Event Cinema Association chair Melissa Keeping looks at how and why the event cinema market is the fastest growing sector at the box office.
The world has moved on a lot since the first live broadcast to reach cinemas in the early 2000s. Back then Tony Blair and George W Bush were still in power. 9/11 had only just happened. Nokia and Blackberry dominated the mobile phone market; iPhones were years away. Everyone was in a flap about bird flu.
The first live broadcast into cinemas was in September 2002 with Bon Jovi being broadcast to cinemas across Europe by Odeon. A year later David Bowie promoted his Reality album in a live broadcast to cinemas worldwide, created by Quantum Digital and the founders of By Experience, Robert and Julie Borchard-Young. In 2005 a live Robbie Williams concert was broadcast by More2Screen. Co-founder Penny Nagle said that at the time that “although the technology was new and clunky, everyone loved it”.
In 2006 the Met Opera Live in HD Series, distributed by By Experience, blazed its way across the Atlantic into European cinemas with its ground-breaking live opera seasons, setting the standard for other content providers for some time to come and igniting the imaginations of content providers, producers and distributors in its wake.
Fast forward to 2013 and the event cinema market is now the fastest growing sector at the box office, accounting for up to 12% of the total box office in some cases - around 3% is the average but rising steadily and the consensus seems to be that by 2015, the sector will be worth an estimated $1bn. Digitised exhibitors all over Europe are gladly embracing the additional revenue and new/returning audiences that the huge variety of event cinema content brings their dark screens when studio content is not playing; distributors of event cinema are springing up all over the world; and it’s now becoming commonplace for content providers to consider a theatrical release to complement their latest world tour, new season, exhibition or cup final.
With any growth area. the infrastructure around it needs to be solid in order for it to continue to grow, gain credibility and attract investment. That began with the launch of the Event Cinema Association (ECA) a year ago and to date we have 35 members from 15 territories worldwide, a surprisingly neat cross section of content providers, exhibitors, distributors and technical partners all recognising the need for a community to engage in, network, learn from, inform and develop best practice.
The first ECA Networking Event takes place on October 15 in London and delegates from 17 territories including Argentina, Russia and the US will be in attendance to share experiences, debate hot topics such as marketing, ticket pricing, technical delivery and rights acquisition for the first time in a dedicated conference environment.

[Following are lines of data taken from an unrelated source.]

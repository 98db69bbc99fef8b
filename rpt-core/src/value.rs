use bytes::Bytes;

/// A single point value. Series are typed by the first value they receive;
/// the wire format carries integers, doubles and raw byte strings.
#[derive(Debug, Clone, PartialEq)]
pub enum Value {
    Int(i64),
    Float(f64),
    Raw(Bytes),
}

impl Value {
    #[inline]
    #[must_use]
    pub const fn value_type(&self) -> ValueType {
        match self {
            Self::Int(_) => ValueType::Int,
            Self::Float(_) => ValueType::Float,
            Self::Raw(_) => ValueType::Raw,
        }
    }
}

#[derive(Debug, Clone, Copy, PartialEq, Eq)]
pub enum ValueType {
    Int,
    Float,
    Raw,
}

#[cfg(test)]
mod tests {
    use super::*;

    #[test]
    fn test_value_type() {
        assert_eq!(Value::Int(1).value_type(), ValueType::Int);
        assert_eq!(Value::Float(0.5).value_type(), ValueType::Float);
        assert_eq!(
            Value::Raw(Bytes::from_static(b"x")).value_type(),
            ValueType::Raw
        );
    }
}
//! Re-index forwarding.
//!
//! While a re-index is in flight, the test variant of the local apply runs
//! into series this node no longer owns. Those series are not decoded and
//! re-encoded; their `name + points` TBF fragments are spliced verbatim
//! into one buffer per destination pool and shipped as a second async task
//! once the apply's lock scope has ended.

use crate::{PeerProto, PoolMap, PoolTransport, PromiseSet};
use rpt_core::{FramedPacker, PACKER_SUGGESTED_SIZE};
use std::sync::Arc;
use std::time::Duration;
use tokio::task::JoinHandle;
use tracing::{debug, error, info};

pub struct ForwardJob {
    packers: Vec<FramedPacker>,
    nseries: usize,
}

impl ForwardJob {
    /// Allocate one buffer per pool. The buffer count is frozen at
    /// creation, like the insert job's.
    #[must_use]
    pub fn new(pools: &Arc<PoolMap>) -> Self {
        let capacity = PACKER_SUGGESTED_SIZE / (usize::from(pools.pool_count()) / 4 + 1);
        let packers = (0..pools.pool_count())
            .map(|_| {
                let mut packer = FramedPacker::with_capacity(capacity);
                packer.add_map_open();
                packer
            })
            .collect();
        Self {
            packers,
            nseries: 0,
        }
    }

    /// Splice one series verbatim: the name followed by its already-encoded
    /// points array.
    pub fn add_series(&mut self, pool: u16, name: &[u8], points_fragment: &[u8]) {
        let packer = &mut self.packers[pool as usize];
        packer.add_raw(name);
        packer.extend_fragment(points_fragment);
        self.nseries += 1;
    }

    #[inline]
    #[must_use]
    pub fn is_empty(&self) -> bool {
        self.nseries == 0
    }

    /// Post the shipment task. Per-pool results are logged; forwarding has
    /// no client to answer, so failures are not surfaced further.
    pub fn ship(self, transport: Arc<dyn PoolTransport>, ack_timeout: Duration) -> JoinHandle<()> {
        tokio::spawn(async move {
            let mut promises = PromiseSet::new(self.packers.len(), ack_timeout);
            for (n, packer) in self.packers.into_iter().enumerate() {
                if packer.is_empty_body() {
                    continue;
                }
                let pkg = packer.into_pkg(0, PeerProto::InsertTestPool as u8, 0);
                match transport.send_to_pool(n as u16, pkg) {
                    Ok(promise) => promises.push(promise),
                    Err(e) => {
                        error!(
                            target: "riptide::forward",
                            pool = n,
                            error = %e,
                            "Cannot forward re-routed series to pool"
                        );
                    },
                }
            }

            let replies = promises.collect().await;
            for reply in &replies {
                match &reply.pkg {
                    Some(pkg) if PeerProto::from(pkg.tp()) == PeerProto::AckInsert => {
                        debug!(
                            target: "riptide::forward",
                            server = %reply.server,
                            "Forwarded series acknowledged"
                        );
                    },
                    _ => {
                        error!(
                            target: "riptide::forward",
                            server = %reply.server,
                            "No acknowledgement for forwarded series"
                        );
                    },
                }
            }
            info!(
                target: "riptide::forward",
                pools = replies.len(),
                "Forward shipment finished"
            );
        })
    }

    #[cfg(test)]
    pub(crate) fn packer_body(&self, pool: u16) -> &[u8] {
        self.packers[pool as usize].body()
    }
}

#[cfg(test)]
#[allow(clippy::unwrap_used)]
mod tests {
    use super::*;
    use crate::ChannelTransport;
    use rpt_core::{Packer, Token, Unpacker};

    fn points_fragment() -> Vec<u8> {
        let mut p = Packer::new();
        p.add_array_open();
        p.add_array2();
        p.add_int(10);
        p.add_int(1);
        p.add_array_close();
        p.into_inner()
    }

    #[test]
    fn test_fragment_spliced_verbatim() {
        let pools = Arc::new(PoolMap::new(2, 0, 0));
        let mut job = ForwardJob::new(&pools);
        assert!(job.is_empty());

        let fragment = points_fragment();
        job.add_series(1, b"x", &fragment);
        assert!(!job.is_empty());

        let mut up = Unpacker::new(job.packer_body(1));
        assert_eq!(up.next(), Token::MapOpen);
        assert_eq!(up.next(), Token::Raw(b"x"));
        let start = up.pos();
        up.skip_next();
        assert_eq!(up.fragment_since(start), fragment.as_slice());
    }

    #[tokio::test]
    async fn test_ship_sends_only_nonempty_buffers() {
        let pools = Arc::new(PoolMap::new(3, 0, 0));
        let mut transport = ChannelTransport::new();
        let mut rx1 = transport.register_pool(1, "ts-b0");
        let mut rx2 = transport.register_pool(2, "ts-c0");
        let transport: Arc<dyn PoolTransport> = Arc::new(transport);

        let mut job = ForwardJob::new(&pools);
        job.add_series(2, b"x", &points_fragment());

        let responder = tokio::spawn(async move {
            let request = rx2.recv().await.unwrap();
            assert_eq!(PeerProto::from(request.pkg.tp()), PeerProto::InsertTestPool);
            request
                .reply
                .send(rpt_core::Pkg::new(0, PeerProto::AckInsert as u8, 0, &[]))
                .unwrap();
        });

        job.ship(transport, Duration::from_millis(200))
            .await
            .unwrap();
        responder.await.unwrap();

        // Pool 1 never saw a packet.
        assert!(rx1.try_recv().is_err());
    }
}
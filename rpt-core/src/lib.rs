#![deny(clippy::unwrap_used)]
#![deny(clippy::expect_used)]
#![warn(clippy::pedantic)]
#![allow(clippy::module_name_repetitions)]

mod checksum;
mod error;
mod fault;
mod pkg;
mod tbf;
mod value;

pub use checksum::crc32c;
pub use error::{Result, RiptideError};
pub use fault::FaultSignal;
pub use pkg::{FramedPacker, Pkg, PKG_HEADER_SIZE};
pub use tbf::{Packer, Token, Unpacker};
pub use value::{Value, ValueType};

/// Maximum series name length in bytes, exclusive.
pub const SERIES_NAME_MAX: usize = 256;

/// Default initial capacity for a pool packer before the per-pool split.
pub const PACKER_SUGGESTED_SIZE: usize = 8192;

But mainly they will be there to meet each other; until now this has been done on the fringes of other, larger trade shows, and networking will be the key motivation for many delegates, keen to reach out to others in the sector. Rather than offer the audience a death-by-PowerPoint experience, we have specifically asked that there be no presentations and the time is to be devoted to discussion and Q&A entirely. As the first of these annual events, the intention is that delegates will come away informed, educated, networked and entertained.
Recognising the need for infrastructure is Rentrak, who announced recently their box office reporting will now include event cinema releases, which has until now been a matter of guesswork and/or discretion. Now everyone can see the benefit of transparency and Rentrak have advised that a European rollout of event cinema reporting will follow the UK and Ireland very quickly over the next 6-12 months, in collaboration with the ECA and its members. Likewise IHS Screen Digest has also identified Event Cinema as an area of huge potential growth and earlier this year produced the first of what will be an annual report on the event cinema market, produced with data provided by ECA members. The larger the ECA membership grows, the more comprehensive their reports will be.
Meanwhile, the content itself seems limited only by the imaginations of the content providers. The BBC has just announced their 50th anniversary episode of Dr Who will be broadcast live and simultaneously into an extraordinary 75 territories worldwide including - wait for it - Myanmar and Botswana. The Royal Shakespeare Company will broadcast Richard II live next month for the first time. The British Museum’s Pompeii LIVE exhibition and the V&A’s David Bowie exhibition were both broadcast live into cinemas to delighted audiences, some of whom admitted they’d been to see the exhibition already. So, far from cannibalising the audience, an oft-repeated fear in the beginning, it seems to actually be duplicating it in some cases.
Of course, there are still issues to overcome; this industry isn’t even ten years old. Not every release works. Exclusivity clauses cause problems for exhibitors. The wealth of technical information is such that the ECA is producing a handbook for technical delivery which will be made freely available on our website, to help guide newcomers and demystify the process.
But the upside? Content providers are engaged and excited, distributors busier than ever, cinemas are selling tickets, and audiences are lapping it all up - sure there are wrinkles to iron out but the Event Cinema industry is striking out ever more confidently and united than ever before. Come and find out for yourself on October 15.